Kapanan şirketlerin profili incelendiğinde, çoğunun küçük ve orta ölçekli işletmelerden (KOBİ) oluştuğu göze çarpıyor. Türkiye’deki toplam ticari işletmelerin büyük bir çoğunluğunu oluşturan KOBİ’ler, genellikle yerel pazara hizmet eden, sınırlı kaynaklara sahip firmalar. Bu yıl kapanan şirketlerin büyük bir kısmının, döviz kurlarındaki dalgalanmalar, yüksek enflasyon ve artan maliyetler sebebiyle mali açıdan zorluk çektiği biliniyor.
Özellikle, pandemi sonrası dönemde dijitalleşme sürecini tam anlamıyla gerçekleştiremeyen ve adaptasyon sürecinde geri kalan firmalar, ciddi rekabet dezavantajı yaşıyor. Ayrıca, vergi yükleri ve sosyal güvenlik primleri gibi ödemelerin artışı, birçok işletmeyi iflas noktasına getirdi. Girişimcilerin, iş planlarını yeniden gözden geçirmeleri, inovasyona yönelmeleri ve dijital dönüşüm süreçlerini hızlandırmaları gerekliliği daha da belirginleşiyor.

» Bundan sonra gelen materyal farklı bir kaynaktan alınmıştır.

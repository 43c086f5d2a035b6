//! Rule-table loading.
//!
//! Stopword lists, lemma maps, stem lists and the accent map live in remote
//! plain-text files. Loading is an injectable capability: transforms depend
//! on the [`ResourceLoader`] trait, so callers can swap the default HTTP
//! fetcher for an in-memory or on-disk source without touching transform
//! logic. Tables are fetched fresh on every call and never cached.

use std::collections::HashMap;
use std::fmt;
use std::fs;
use std::path::{Path, PathBuf};
use std::str::FromStr;
use std::sync::Arc;

use serde::{Deserialize, Serialize};
use tracing::debug;

use crate::error::{CleanError, Result};

/// Base URL of the well-known rule-table files.
pub const DEFAULT_BASE_URL: &str =
    "https://raw.githubusercontent.com/lprtk/pyTCTK/main/ressources";

/// Supported rule-table languages.
#[derive(Debug, Clone, Copy, PartialEq, Eq, Hash, Serialize, Deserialize)]
#[serde(rename_all = "lowercase")]
pub enum Language {
    English,
    French,
}

impl Language {
    pub fn as_str(&self) -> &'static str {
        match self {
            Language::English => "english",
            Language::French => "french",
        }
    }
}

impl fmt::Display for Language {
    fn fmt(&self, f: &mut fmt::Formatter<'_>) -> fmt::Result {
        f.write_str(self.as_str())
    }
}

impl FromStr for Language {
    type Err = CleanError;

    fn from_str(s: &str) -> Result<Self> {
        match s {
            "english" => Ok(Language::English),
            "french" => Ok(Language::French),
            other => Err(CleanError::InvalidArgument(format!(
                "language must be 'english' or 'french': got '{other}'"
            ))),
        }
    }
}

/// One of the well-known remote rule tables.
#[derive(Debug, Clone, Copy, PartialEq, Eq, Hash, Serialize, Deserialize)]
pub enum Resource {
    /// Accented-character map, shared across languages. Pairs.
    Accents,
    /// One stopword per line. List.
    Stopwords(Language),
    /// `pattern replacement` per line. Pairs, file order significant.
    Lemmas(Language),
    /// One deletion pattern per line. List, file order significant.
    Stems(Language),
}

impl Resource {
    /// Path of the backing file relative to the resource base URL.
    pub fn rel_path(&self) -> String {
        match self {
            Resource::Accents => "accents/accents.txt".to_string(),
            Resource::Stopwords(lang) => format!("stopwords/{lang}.txt"),
            Resource::Lemmas(lang) => format!("lemme/{lang}.txt"),
            Resource::Stems(lang) => format!("stemme/{lang}.txt"),
        }
    }

    fn file_name(&self) -> String {
        self.rel_path().replace('/', "_")
    }

    fn shape(&self) -> TableShape {
        match self {
            Resource::Accents | Resource::Lemmas(_) => TableShape::Pairs,
            Resource::Stopwords(_) | Resource::Stems(_) => TableShape::List,
        }
    }
}

impl fmt::Display for Resource {
    fn fmt(&self, f: &mut fmt::Formatter<'_>) -> fmt::Result {
        f.write_str(&self.rel_path())
    }
}

#[derive(Debug, Clone, Copy, PartialEq, Eq)]
enum TableShape {
    List,
    Pairs,
}

/// A parsed rule table. Pair tables keep file order: later rules may
/// re-match text rewritten by earlier ones, so order is part of the output.
#[derive(Debug, Clone, PartialEq, Serialize, Deserialize)]
pub enum RuleTable {
    List(Vec<String>),
    Pairs(Vec<(String, String)>),
}

impl RuleTable {
    pub fn into_list(self) -> Result<Vec<String>> {
        match self {
            RuleTable::List(items) => Ok(items),
            RuleTable::Pairs(_) => Err(CleanError::Resource(
                "expected a list table, got a pair table".to_string(),
            )),
        }
    }

    pub fn into_pairs(self) -> Result<Vec<(String, String)>> {
        match self {
            RuleTable::Pairs(pairs) => Ok(pairs),
            RuleTable::List(_) => Err(CleanError::Resource(
                "expected a pair table, got a list table".to_string(),
            )),
        }
    }
}

/// Loads a parsed rule table for a given resource.
pub trait ResourceLoader: Send + Sync {
    fn load(&self, resource: Resource) -> Result<RuleTable>;
}

impl<T: ResourceLoader + ?Sized> ResourceLoader for Arc<T> {
    fn load(&self, resource: Resource) -> Result<RuleTable> {
        (**self).load(resource)
    }
}

// ============================================================================
// HTTP loader
// ============================================================================

/// Fetches rule tables over HTTP through a transient local file.
///
/// Every call re-fetches: GET, write to a scratch path, parse, then remove
/// the file unconditionally before returning. A failed fetch surfaces as a
/// network error; a failed removal as an I/O error. No retries, no cache.
pub struct HttpResourceLoader {
    client: reqwest::blocking::Client,
    base_url: String,
    scratch_dir: PathBuf,
}

impl HttpResourceLoader {
    pub fn new() -> Self {
        Self {
            client: reqwest::blocking::Client::new(),
            base_url: DEFAULT_BASE_URL.to_string(),
            scratch_dir: std::env::temp_dir(),
        }
    }

    pub fn with_base_url(mut self, base_url: impl Into<String>) -> Self {
        self.base_url = base_url.into();
        self
    }

    pub fn with_scratch_dir(mut self, dir: impl Into<PathBuf>) -> Self {
        self.scratch_dir = dir.into();
        self
    }

    fn fetch_to_file(&self, resource: Resource) -> Result<PathBuf> {
        let url = format!("{}/{}", self.base_url, resource.rel_path());
        debug!(%url, "fetching rule table");
        let response = self.client.get(&url).send()?;
        if !response.status().is_success() {
            return Err(CleanError::Network(format!(
                "GET {url} returned status {}",
                response.status()
            )));
        }
        let body = response.bytes()?;
        let path = self
            .scratch_dir
            .join(format!("textclean-{}-{}", std::process::id(), resource.file_name()));
        fs::write(&path, &body)?;
        Ok(path)
    }
}

impl Default for HttpResourceLoader {
    fn default() -> Self {
        Self::new()
    }
}

impl ResourceLoader for HttpResourceLoader {
    fn load(&self, resource: Resource) -> Result<RuleTable> {
        let path = self.fetch_to_file(resource)?;
        let contents = read_and_discard(&path)?;
        parse_table(resource.shape(), &contents)
    }
}

/// Reads a transient file and removes it unconditionally before returning.
fn read_and_discard(path: &Path) -> Result<String> {
    let contents = fs::read_to_string(path);
    fs::remove_file(path)?;
    Ok(contents?)
}

fn parse_table(shape: TableShape, contents: &str) -> Result<RuleTable> {
    match shape {
        TableShape::List => Ok(RuleTable::List(
            contents.split_whitespace().map(str::to_string).collect(),
        )),
        TableShape::Pairs => {
            let mut pairs = Vec::new();
            for (lineno, line) in contents.lines().enumerate() {
                if line.trim().is_empty() {
                    continue;
                }
                let mut fields = line.split_whitespace();
                match (fields.next(), fields.next(), fields.next()) {
                    (Some(pattern), Some(value), None) => {
                        pairs.push((pattern.to_string(), value.to_string()));
                    }
                    _ => {
                        return Err(CleanError::Resource(format!(
                            "line {}: expected two whitespace-separated fields, got '{line}'",
                            lineno + 1
                        )));
                    }
                }
            }
            Ok(RuleTable::Pairs(pairs))
        }
    }
}

// ============================================================================
// Static loader
// ============================================================================

/// In-memory rule tables, for tests and offline use.
#[derive(Debug, Clone, Default)]
pub struct StaticResourceLoader {
    tables: HashMap<Resource, RuleTable>,
}

impl StaticResourceLoader {
    pub fn new() -> Self {
        Self::default()
    }

    pub fn with_table(mut self, resource: Resource, table: RuleTable) -> Self {
        self.tables.insert(resource, table);
        self
    }
}

impl ResourceLoader for StaticResourceLoader {
    fn load(&self, resource: Resource) -> Result<RuleTable> {
        self.tables
            .get(&resource)
            .cloned()
            .ok_or_else(|| CleanError::Resource(format!("no table registered for '{resource}'")))
    }
}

Kapanan şirketlerin sayısındaki artış, sadece direkt olarak işverenleri etkilemekle kalmıyor; aynı zamanda diğer birçok sektöre de dolaylı olarak negatif tesirler ediyor. İşsizlik oranlarının artması, tüketici harcamalarının düşmesi ve dolayısıyla ekonomik büyümenin yavaşlaması gibi olumsuz senaryolar kaçınılmaz hale geliyor. Ekonomistler, bu döngünün büyümesi durumunda, Türkiye’nin daha derin bir ekonomik krize girebileceği uyarısında bulunuyor.
Bu sorunları önlemek ve mevcut durumu iyileştirmek adına bir dizi çözüm önerisi bulunmaktadır. Öncelikle, küçük işletmelere yönelik destek programlarının artırılması ve yeni teşviklerin devreye alınması gerekmekte. Türkiye'deki KOBİ’lerin, finansman erişiminde yaşadığı zorlukların aşılması için düşük faizli kredi imkanlarının sunulması, devletin müdahale etmesi gereken önemli alanlardan biri olarak öne çıkıyor.

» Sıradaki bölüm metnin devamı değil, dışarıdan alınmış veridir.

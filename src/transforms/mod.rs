//! The transform catalog.
//!
//! Every transform is a pure rewrite of one column: it takes an immutable
//! view and returns a new owned column of the same length, leaving the
//! caller to decide whether to rebind or keep the original. Validation of
//! parameters and rule tables happens before the per-row loop, so a bad
//! argument never produces partially-rewritten output.

pub mod sentence;
pub mod tokenize;
pub mod word;

pub use sentence::{
    AdditionalCleaning, Lowercase, RemoveAccent, RemoveDigit, RemoveEmail, RemoveEmoji,
    RemoveHashtag, RemoveHtml, RemoveMention, RemovePlural, RemovePunctuation,
    RemoveSingleCharacter, RemoveSpace, RemoveUrl, RemoveWhitespace,
};
pub use tokenize::{WordDetokenize, WordTokenize};
pub use word::{Lemmatize, RemoveStopwords, Stemmatize};

use crate::dataset::Column;
use crate::error::Result;

/// A row-count-preserving rewrite of one column.
pub trait Transform: Send + Sync {
    fn apply(&self, column: &Column) -> Result<Column>;
    fn name(&self) -> &str;
}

Ayrıca, girişimcilerin eğitim ve mentorluk programlarına katılımını teşvik eden projelerin öne çıkarılması, iş dünyasındaki rekabeti artırarak daha fazla inovasyon ve yaratıcılığın önünü açacaktır. İşletmelerin dijitalleşme süreçlerini hızlandırmaları, hem daha etkin yönetim sağlamalarına hem de maliyetlerini düşürmelerine yardımcı olacaktır. Sonuç olarak, Türkiye’de kapanan şirket sayısını azaltmak ve ekonomiyi tekrar canlandırmak için, devletin, iş dünyasının ve sivil toplum kuruluşlarının iş birliği içinde çalışması şarttır.

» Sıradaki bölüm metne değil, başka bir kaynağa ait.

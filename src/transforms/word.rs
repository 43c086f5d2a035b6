//! Word-level transforms driven by remote rule tables: stopword removal,
//! lemmatization, stemming. Each optionally lowercases first and optionally
//! accent-normalizes both the corpus and the rule table before applying it.

use std::collections::HashSet;

use regex::{Regex, RegexBuilder};
use tracing::debug;

use crate::dataset::Column;
use crate::error::{CleanError, Result};
use crate::resources::{Language, Resource, ResourceLoader};
use crate::transforms::sentence::{rewrite_text, AccentRules};
use crate::transforms::Transform;

fn compile_rule(pattern: &str) -> Result<Regex> {
    RegexBuilder::new(pattern)
        .case_insensitive(true)
        .build()
        .map_err(|e| CleanError::Resource(format!("invalid rule pattern '{pattern}': {e}")))
}

/// Lowercases the column up front when requested.
fn prepare(column: &Column, lowercase: bool) -> Result<Column> {
    if lowercase {
        rewrite_text(column, |text| text.to_lowercase())
    } else {
        Ok(column.clone())
    }
}

/// Accent-normalizes a column and a rule list together, enforcing that the
/// list's cardinality is unchanged by the normalization.
fn normalize_accents(
    loader: &dyn ResourceLoader,
    column: Column,
    rules: Vec<String>,
) -> Result<(Column, Vec<String>)> {
    let accents = AccentRules::fetch(loader)?;
    let before = rules.len();
    let column = rewrite_text(&column, |text| accents.apply(text))?;
    let rules: Vec<String> = rules.into_iter().map(|r| accents.apply(&r)).collect();
    if rules.len() != before {
        return Err(CleanError::Consistency(format!(
            "rule table changed size under accent normalization: {} -> {}",
            before,
            rules.len()
        )));
    }
    Ok((column, rules))
}

// ============================================================================
// Stopword removal
// ============================================================================

/// Drops stopword tokens from every cell, split on single spaces.
///
/// The effective set is the fetched list for the language, minus the `keep`
/// entries, plus the `extra` entries, de-duplicated.
pub struct RemoveStopwords<L> {
    loader: L,
    language: Language,
    lowercase: bool,
    remove_accents: bool,
    keep: Vec<String>,
    extra: Vec<String>,
}

impl<L: ResourceLoader> RemoveStopwords<L> {
    pub fn new(loader: L) -> Self {
        Self {
            loader,
            language: Language::English,
            lowercase: true,
            remove_accents: false,
            keep: Vec::new(),
            extra: Vec::new(),
        }
    }

    pub fn language(mut self, language: Language) -> Self {
        self.language = language;
        self
    }

    pub fn lowercase(mut self, lowercase: bool) -> Self {
        self.lowercase = lowercase;
        self
    }

    pub fn remove_accents(mut self, remove_accents: bool) -> Self {
        self.remove_accents = remove_accents;
        self
    }

    /// Stopwords to keep in the corpus even if the fetched list names them.
    pub fn keep<S: Into<String>>(mut self, words: Vec<S>) -> Self {
        self.keep = words.into_iter().map(Into::into).collect();
        self
    }

    /// Stopwords to drop in addition to the fetched list.
    pub fn extra<S: Into<String>>(mut self, words: Vec<S>) -> Self {
        self.extra = words.into_iter().map(Into::into).collect();
        self
    }
}

impl<L: ResourceLoader> Transform for RemoveStopwords<L> {
    fn apply(&self, column: &Column) -> Result<Column> {
        let column = prepare(column, self.lowercase)?;

        let mut stopwords = self
            .loader
            .load(Resource::Stopwords(self.language))?
            .into_list()?;
        stopwords.retain(|word| !self.keep.contains(word));
        stopwords.extend(self.extra.iter().cloned());
        debug!(
            language = %self.language,
            count = stopwords.len(),
            "loaded stopword list"
        );

        let (column, stopwords) = if self.remove_accents {
            normalize_accents(&self.loader, column, stopwords)?
        } else {
            (column, stopwords)
        };

        let set: HashSet<String> = stopwords.into_iter().collect();
        rewrite_text(&column, |text| {
            text.split(' ')
                .filter(|word| !set.contains(*word))
                .collect::<Vec<_>>()
                .join(" ")
        })
    }

    fn name(&self) -> &str {
        "remove_stopword"
    }
}

// ============================================================================
// Lemmatization
// ============================================================================

/// Rewrites inflected forms to their lemma using the fetched pattern map.
///
/// Every pattern/replacement pair applies as a case-insensitive substitution
/// over the whole cell, in file order: later rules can re-match text
/// rewritten by earlier ones.
pub struct Lemmatize<L> {
    loader: L,
    language: Language,
    lowercase: bool,
    remove_accents: bool,
}

impl<L: ResourceLoader> Lemmatize<L> {
    pub fn new(loader: L) -> Self {
        Self {
            loader,
            language: Language::English,
            lowercase: true,
            remove_accents: false,
        }
    }

    pub fn language(mut self, language: Language) -> Self {
        self.language = language;
        self
    }

    pub fn lowercase(mut self, lowercase: bool) -> Self {
        self.lowercase = lowercase;
        self
    }

    pub fn remove_accents(mut self, remove_accents: bool) -> Self {
        self.remove_accents = remove_accents;
        self
    }
}

impl<L: ResourceLoader> Transform for Lemmatize<L> {
    fn apply(&self, column: &Column) -> Result<Column> {
        let column = prepare(column, self.lowercase)?;

        let pairs = self
            .loader
            .load(Resource::Lemmas(self.language))?
            .into_pairs()?;
        debug!(language = %self.language, count = pairs.len(), "loaded lemma map");

        let (column, pairs) = if self.remove_accents {
            let accents = AccentRules::fetch(&self.loader)?;
            let before = pairs.len();
            let column = rewrite_text(&column, |text| accents.apply(text))?;
            let pairs: Vec<(String, String)> = pairs
                .into_iter()
                .map(|(pattern, value)| (accents.apply(&pattern), accents.apply(&value)))
                .collect();
            if pairs.len() != before {
                return Err(CleanError::Consistency(format!(
                    "lemma map changed size under accent normalization: {} -> {}",
                    before,
                    pairs.len()
                )));
            }
            (column, pairs)
        } else {
            (column, pairs)
        };

        let rules = pairs
            .into_iter()
            .map(|(pattern, replacement)| Ok((compile_rule(&pattern)?, replacement)))
            .collect::<Result<Vec<_>>>()?;

        rewrite_text(&column, |text| {
            let mut cell = text.to_string();
            for (pattern, replacement) in &rules {
                cell = pattern.replace_all(&cell, replacement.as_str()).into_owned();
            }
            cell
        })
    }

    fn name(&self) -> &str {
        "lemmatize"
    }
}

// ============================================================================
// Stemming
// ============================================================================

/// Deletes suffix patterns from the fetched stem-rule list, reducing words
/// toward their root. Patterns apply in file order.
pub struct Stemmatize<L> {
    loader: L,
    language: Language,
    lowercase: bool,
    remove_accents: bool,
}

impl<L: ResourceLoader> Stemmatize<L> {
    pub fn new(loader: L) -> Self {
        Self {
            loader,
            language: Language::English,
            lowercase: true,
            remove_accents: false,
        }
    }

    pub fn language(mut self, language: Language) -> Self {
        self.language = language;
        self
    }

    pub fn lowercase(mut self, lowercase: bool) -> Self {
        self.lowercase = lowercase;
        self
    }

    pub fn remove_accents(mut self, remove_accents: bool) -> Self {
        self.remove_accents = remove_accents;
        self
    }
}

impl<L: ResourceLoader> Transform for Stemmatize<L> {
    fn apply(&self, column: &Column) -> Result<Column> {
        let column = prepare(column, self.lowercase)?;

        let patterns = self
            .loader
            .load(Resource::Stems(self.language))?
            .into_list()?;
        debug!(language = %self.language, count = patterns.len(), "loaded stem rules");

        let (column, patterns) = if self.remove_accents {
            normalize_accents(&self.loader, column, patterns)?
        } else {
            (column, patterns)
        };

        let rules = patterns
            .iter()
            .map(|pattern| compile_rule(pattern))
            .collect::<Result<Vec<_>>>()?;

        rewrite_text(&column, |text| {
            let mut cell = text.to_string();
            for pattern in &rules {
                cell = pattern.replace_all(&cell, "").into_owned();
            }
            cell
        })
    }

    fn name(&self) -> &str {
        "stemmatize"
    }
}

Son olarak, Türkiye’de kapanan şirket sayısındaki artış sosyal ve ekonomik kargaşayı derinleştirirken, bu durumu tersine çevirecek stratejilerin bir an önce hayata geçirilmesi elzemdir. Sadece ekonomik verilerin takip edilmesi değil, aynı zamanda bu veriler doğrultusunda somut adımlar atılması, Türkiye’nin ekonomik geleceği açısından kritik bir önem taşımaktadır.